Arthur Martinez, Minneapolis, Minn., for appellant.

Andrew Dunne, Minneapolis, Minn., for appellee.

Before McMILLIAN, JOHN R. GIBSON and MAGILL, Circuit Judges.


Enrique Unzueta-Gallarso, a previously-deported alien, appeals from a final judgment entered in the District Court1  for the District of Minnesota upon a jury verdict finding him guilty of unlawfully reentering the United States in violation of 8 U.S.C. § 1326(a) and using a false social security number to obtain welfare benefits in violation of 42 U.S.C. § 408(g) (2). The District Court sentenced appellant to twenty-four months imprisonment, twenty-four months supervised release and a special assessment of $100.00. For reversal, appellant argues the District Court erred in not granting him a downward adjustment to his offense level under U.S.S.G. § 3E1.1 for acceptance of responsibility. For the reasons discussed below, we affirm the judgment of the District Court.

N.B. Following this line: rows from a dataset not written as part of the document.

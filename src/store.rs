//! In-memory user records consulted by the login and signup handlers.

use std::collections::HashMap;
use std::sync::{PoisonError, RwLock};

use crate::http::query::QueryString;

#[derive(Debug, Clone, PartialEq, Eq)]
pub struct User {
    pub user_id: String,
    pub password: String,
    pub name: String,
    pub email: String,
}

impl User {
    pub fn new(
        user_id: impl Into<String>,
        password: impl Into<String>,
        name: impl Into<String>,
        email: impl Into<String>,
    ) -> Self {
        Self {
            user_id: user_id.into(),
            password: password.into(),
            name: name.into(),
            email: email.into(),
        }
    }

    /// Builds a user from signup form fields.
    ///
    /// `userId` and `password` are required and must be non-empty; `name` and
    /// `email` default to empty.
    pub fn from_form(form: &QueryString) -> Option<Self> {
        let user_id = form.get("userId").filter(|v| !v.is_empty())?;
        let password = form.get("password").filter(|v| !v.is_empty())?;

        Some(Self::new(
            user_id,
            password,
            form.get("name").unwrap_or_default(),
            form.get("email").unwrap_or_default(),
        ))
    }

    pub fn password_matches(&self, password: &str) -> bool {
        self.password == password
    }
}

/// Lookup of user records by id.
pub trait UserStore: Send + Sync {
    /// Returns the user, or `None` when no user has that id.
    fn find_by_id(&self, user_id: &str) -> Option<User>;

    /// Inserts or replaces the user with the same id.
    fn add(&self, user: User);
}

#[derive(Debug, Default)]
pub struct MemoryUserStore {
    users: RwLock<HashMap<String, User>>,
}

impl MemoryUserStore {
    pub fn new() -> Self {
        Self::default()
    }

    pub fn len(&self) -> usize {
        self.users
            .read()
            .unwrap_or_else(PoisonError::into_inner)
            .len()
    }

    pub fn is_empty(&self) -> bool {
        self.len() == 0
    }
}

impl UserStore for MemoryUserStore {
    fn find_by_id(&self, user_id: &str) -> Option<User> {
        self.users
            .read()
            .unwrap_or_else(PoisonError::into_inner)
            .get(user_id)
            .cloned()
    }

    fn add(&self, user: User) {
        tracing::debug!(user_id = %user.user_id, "Storing user");
        self.users
            .write()
            .unwrap_or_else(PoisonError::into_inner)
            .insert(user.user_id.clone(), user);
    }
}
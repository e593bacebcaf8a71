//! Fallback controller serving files from the serving root.

use std::sync::Arc;

use crate::files::{FileError, FileProvider};
use crate::http::response::Response;
use crate::http::status::StatusCode;

const INDEX_FILE: &str = "index.html";

/// Serves the request path as a static file.
///
/// Built once at startup and owned by the router; it holds no mutable state.
#[derive(Clone)]
pub struct StaticController {
    provider: Arc<dyn FileProvider>,
}

impl StaticController {
    pub fn new(provider: Arc<dyn FileProvider>) -> Self {
        Self { provider }
    }

    /// Loads `path` and answers `200` with its bytes and MIME type.
    ///
    /// A missing file is `404` with no headers or body; any other read or MIME
    /// failure is `500`. Paths ending in `/` serve that directory's
    /// `index.html`.
    pub fn serve(&self, path: &str) -> Response {
        let path = if path.ends_with('/') {
            format!("{path}{INDEX_FILE}")
        } else {
            path.to_string()
        };

        match self.provider.load(&path) {
            Ok(bytes) => Response::from_file_contents(&path, bytes, StatusCode::Ok),
            Err(FileError::NotFound(_)) => {
                tracing::debug!(path = %path, "Static file not found");
                Response::not_found()
            }
            Err(e) => {
                tracing::error!(path = %path, error = %e, "Failed to read static file");
                Response::internal_error()
            }
        }
    }
}
//! MIME type detection based on file extension.
//!
//! Unknown extensions are an error rather than a silent
//! `application/octet-stream`: serving a file we cannot label is treated as a
//! server-side fault and surfaces as a 500 from the response builders.

#[derive(Debug, thiserror::Error)]
pub enum MimeError {
    #[error("unsupported MIME type for {0:?}")]
    UnsupportedMimeType(String),
}

/// Resolves the Content-Type for a file path from its extension.
///
/// The extension is the text after the last `.` of the final path segment and
/// is matched case-insensitively.
///
/// # Example
///
/// ```
/// # use webserver::http::mime::content_type_for;
/// assert_eq!(content_type_for("/index.html").unwrap(), "text/html");
/// assert_eq!(content_type_for("/css/styles.css").unwrap(), "text/css");
/// assert!(content_type_for("/README").is_err());
/// ```
pub fn content_type_for(path: &str) -> Result<&'static str, MimeError> {
    let file_name = path.rsplit('/').next().unwrap_or(path);
    let extension = file_name
        .rsplit_once('.')
        .map(|(_, ext)| ext.to_ascii_lowercase());

    lookup(extension.as_deref()).ok_or_else(|| MimeError::UnsupportedMimeType(path.to_string()))
}

fn lookup(extension: Option<&str>) -> Option<&'static str> {
    let content_type = match extension? {
        // Text
        "html" | "htm" => "text/html",
        "css" => "text/css",
        "txt" => "text/plain",
        "xml" => "application/xml",

        // Scripts and data
        "js" => "application/javascript",
        "json" => "application/json",

        // Images
        "ico" => "image/x-icon",
        "png" => "image/png",
        "jpg" | "jpeg" => "image/jpeg",
        "gif" => "image/gif",
        "svg" => "image/svg+xml",

        // Fonts
        "woff" => "font/woff",
        "woff2" => "font/woff2",
        "ttf" => "font/ttf",
        "otf" => "font/otf",
        "eot" => "application/vnd.ms-fontobject",

        "pdf" => "application/pdf",
        _ => return None,
    };
    Some(content_type)
}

On January 28, 1991, Unzueta-Gallarso was arrested on sexual assault charges. He identified himself as Mauricio Corral and presented a social security card in that name. On March 8, 1991, he was interviewed by agents of the Immigration and Naturalization Service (INS). He admitted that he illegally reentered the United States and used Corral's social security number to obtain welfare benefits. He again used Corral's social security number to obtain benefits on May 9 and 10, 1991. When interviewed by the probation officer, Unzueta-Gallarso was forthright about his transgressions and stated he was willing to accept punishment.

Unzueta-Gallarso was charged with unlawfully using a false social security number to obtain welfare benefits and unlawfully re-entering the United States. He did not plead guilty. As was his right, he put the government to its burden of proving the essential factual elements of the offenses. The jury found him guilty of both counts. The presentence report (PSR) recommended an adjustment for acceptance of responsibility, and the government objected. At sentencing, Unzueta-Gallarso stated that he had no dispute with the facts as set forth in the PSR, he agreed with the PSR's sentencing recommendation, and he had nothing to add. He did not express remorse to the sentencing court. The district court adopted the PSR's recitation of the facts as its findings of fact and concluded that the record as a whole did not show acceptance of responsibility.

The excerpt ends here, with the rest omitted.